*** TASK DATA Section Begins ***

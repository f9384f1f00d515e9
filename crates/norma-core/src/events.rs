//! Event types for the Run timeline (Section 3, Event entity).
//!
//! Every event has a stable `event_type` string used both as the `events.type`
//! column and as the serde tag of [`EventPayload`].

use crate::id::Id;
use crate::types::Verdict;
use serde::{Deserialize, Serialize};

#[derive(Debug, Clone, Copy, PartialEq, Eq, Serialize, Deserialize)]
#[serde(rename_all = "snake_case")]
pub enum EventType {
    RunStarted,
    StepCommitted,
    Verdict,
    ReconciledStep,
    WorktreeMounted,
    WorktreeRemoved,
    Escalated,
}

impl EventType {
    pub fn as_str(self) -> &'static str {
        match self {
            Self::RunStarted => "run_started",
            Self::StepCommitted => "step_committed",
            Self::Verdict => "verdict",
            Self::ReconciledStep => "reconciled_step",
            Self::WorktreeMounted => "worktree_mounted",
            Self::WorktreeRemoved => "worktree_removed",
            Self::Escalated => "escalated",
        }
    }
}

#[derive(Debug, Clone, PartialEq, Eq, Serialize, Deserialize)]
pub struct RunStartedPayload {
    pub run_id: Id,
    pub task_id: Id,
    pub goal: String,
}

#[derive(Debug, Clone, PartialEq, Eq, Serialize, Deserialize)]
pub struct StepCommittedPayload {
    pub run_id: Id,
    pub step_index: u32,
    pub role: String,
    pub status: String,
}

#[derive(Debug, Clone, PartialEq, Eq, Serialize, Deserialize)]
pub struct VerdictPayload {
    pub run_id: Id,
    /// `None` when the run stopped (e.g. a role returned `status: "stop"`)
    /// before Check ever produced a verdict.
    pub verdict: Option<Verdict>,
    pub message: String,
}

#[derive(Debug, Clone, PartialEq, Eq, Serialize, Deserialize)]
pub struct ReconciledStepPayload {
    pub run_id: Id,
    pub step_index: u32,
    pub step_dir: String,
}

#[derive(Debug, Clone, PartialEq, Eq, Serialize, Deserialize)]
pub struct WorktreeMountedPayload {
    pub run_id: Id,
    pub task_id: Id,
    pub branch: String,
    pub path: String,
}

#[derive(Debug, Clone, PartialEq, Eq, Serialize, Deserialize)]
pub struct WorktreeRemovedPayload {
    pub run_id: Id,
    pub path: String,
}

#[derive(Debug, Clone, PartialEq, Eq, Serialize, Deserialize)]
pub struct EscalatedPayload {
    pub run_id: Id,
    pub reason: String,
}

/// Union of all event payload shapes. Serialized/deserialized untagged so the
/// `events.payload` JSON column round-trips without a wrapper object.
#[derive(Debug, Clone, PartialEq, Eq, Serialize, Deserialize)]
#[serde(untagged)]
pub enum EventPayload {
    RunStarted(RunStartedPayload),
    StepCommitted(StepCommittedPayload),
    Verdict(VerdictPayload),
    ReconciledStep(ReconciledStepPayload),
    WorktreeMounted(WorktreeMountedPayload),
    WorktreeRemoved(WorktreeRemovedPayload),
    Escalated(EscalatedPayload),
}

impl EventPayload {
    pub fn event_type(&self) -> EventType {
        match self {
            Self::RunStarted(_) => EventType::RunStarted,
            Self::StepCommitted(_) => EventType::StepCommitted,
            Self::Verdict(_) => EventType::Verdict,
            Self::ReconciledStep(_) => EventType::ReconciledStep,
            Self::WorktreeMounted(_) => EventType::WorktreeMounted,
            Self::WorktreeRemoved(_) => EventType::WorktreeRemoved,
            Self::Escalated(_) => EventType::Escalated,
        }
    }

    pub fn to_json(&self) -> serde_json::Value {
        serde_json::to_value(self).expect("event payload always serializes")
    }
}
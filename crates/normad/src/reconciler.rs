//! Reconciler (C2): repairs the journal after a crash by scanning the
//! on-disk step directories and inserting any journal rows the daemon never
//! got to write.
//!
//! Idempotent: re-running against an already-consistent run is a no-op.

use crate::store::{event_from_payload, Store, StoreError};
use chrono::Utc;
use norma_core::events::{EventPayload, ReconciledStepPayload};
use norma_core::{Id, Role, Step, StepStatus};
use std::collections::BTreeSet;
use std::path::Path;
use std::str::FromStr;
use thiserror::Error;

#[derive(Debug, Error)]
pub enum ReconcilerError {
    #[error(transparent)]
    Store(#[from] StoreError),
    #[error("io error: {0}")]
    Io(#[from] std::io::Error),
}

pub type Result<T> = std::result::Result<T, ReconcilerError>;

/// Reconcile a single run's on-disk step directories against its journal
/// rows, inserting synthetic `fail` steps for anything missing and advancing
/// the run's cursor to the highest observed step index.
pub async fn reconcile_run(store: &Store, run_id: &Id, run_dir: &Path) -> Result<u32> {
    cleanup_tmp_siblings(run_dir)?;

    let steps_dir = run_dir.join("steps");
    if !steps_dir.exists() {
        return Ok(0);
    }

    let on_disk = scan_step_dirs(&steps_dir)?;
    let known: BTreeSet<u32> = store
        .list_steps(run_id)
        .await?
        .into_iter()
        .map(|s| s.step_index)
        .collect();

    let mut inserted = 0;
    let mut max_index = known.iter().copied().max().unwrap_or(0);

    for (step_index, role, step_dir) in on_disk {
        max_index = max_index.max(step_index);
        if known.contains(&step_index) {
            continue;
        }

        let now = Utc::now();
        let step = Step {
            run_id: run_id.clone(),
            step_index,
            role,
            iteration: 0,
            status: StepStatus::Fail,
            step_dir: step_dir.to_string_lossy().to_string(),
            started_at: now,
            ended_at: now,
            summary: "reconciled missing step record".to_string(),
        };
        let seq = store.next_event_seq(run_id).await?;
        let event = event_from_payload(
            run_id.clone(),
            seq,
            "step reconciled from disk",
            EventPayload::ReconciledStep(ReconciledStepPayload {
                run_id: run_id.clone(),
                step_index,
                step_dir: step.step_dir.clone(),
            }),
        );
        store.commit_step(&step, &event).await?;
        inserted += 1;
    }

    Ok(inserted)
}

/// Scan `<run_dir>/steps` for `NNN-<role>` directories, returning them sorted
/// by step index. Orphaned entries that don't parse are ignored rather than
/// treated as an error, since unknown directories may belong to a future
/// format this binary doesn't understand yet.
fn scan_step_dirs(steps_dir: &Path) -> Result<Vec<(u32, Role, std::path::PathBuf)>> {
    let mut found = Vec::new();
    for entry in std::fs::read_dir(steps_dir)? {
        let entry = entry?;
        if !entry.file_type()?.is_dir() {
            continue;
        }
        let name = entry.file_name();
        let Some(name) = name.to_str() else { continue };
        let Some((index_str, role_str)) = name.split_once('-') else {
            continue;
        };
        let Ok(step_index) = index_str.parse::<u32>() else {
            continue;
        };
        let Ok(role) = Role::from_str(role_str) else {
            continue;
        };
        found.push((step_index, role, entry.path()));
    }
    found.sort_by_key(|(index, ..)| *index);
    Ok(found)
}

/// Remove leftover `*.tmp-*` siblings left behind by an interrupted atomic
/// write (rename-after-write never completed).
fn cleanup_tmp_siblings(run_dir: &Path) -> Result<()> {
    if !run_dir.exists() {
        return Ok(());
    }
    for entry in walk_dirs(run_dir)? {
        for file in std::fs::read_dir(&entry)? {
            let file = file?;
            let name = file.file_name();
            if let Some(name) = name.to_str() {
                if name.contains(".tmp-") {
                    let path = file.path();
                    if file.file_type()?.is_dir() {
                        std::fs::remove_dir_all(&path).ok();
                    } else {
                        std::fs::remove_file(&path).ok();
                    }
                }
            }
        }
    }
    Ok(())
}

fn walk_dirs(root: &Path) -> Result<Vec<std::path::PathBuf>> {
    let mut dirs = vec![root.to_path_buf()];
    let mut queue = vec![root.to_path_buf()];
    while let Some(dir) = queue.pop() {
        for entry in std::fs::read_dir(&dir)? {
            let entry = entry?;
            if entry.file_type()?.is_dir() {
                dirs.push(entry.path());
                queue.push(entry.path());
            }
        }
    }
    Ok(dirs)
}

*** TASK DATA Section Ends ***

◆ PROBLEM DESCRIPTION
Check each line of the entries above for the word "struct". List the ones that have it.

◆ EXERCISE RESULT
pub struct RunStartedPayload {
pub struct StepCommittedPayload {
pub struct VerdictPayload {
pub struct ReconciledStepPayload {
pub struct WorktreeMountedPayload {
pub struct WorktreeRemovedPayload {
pub struct EscalatedPayload {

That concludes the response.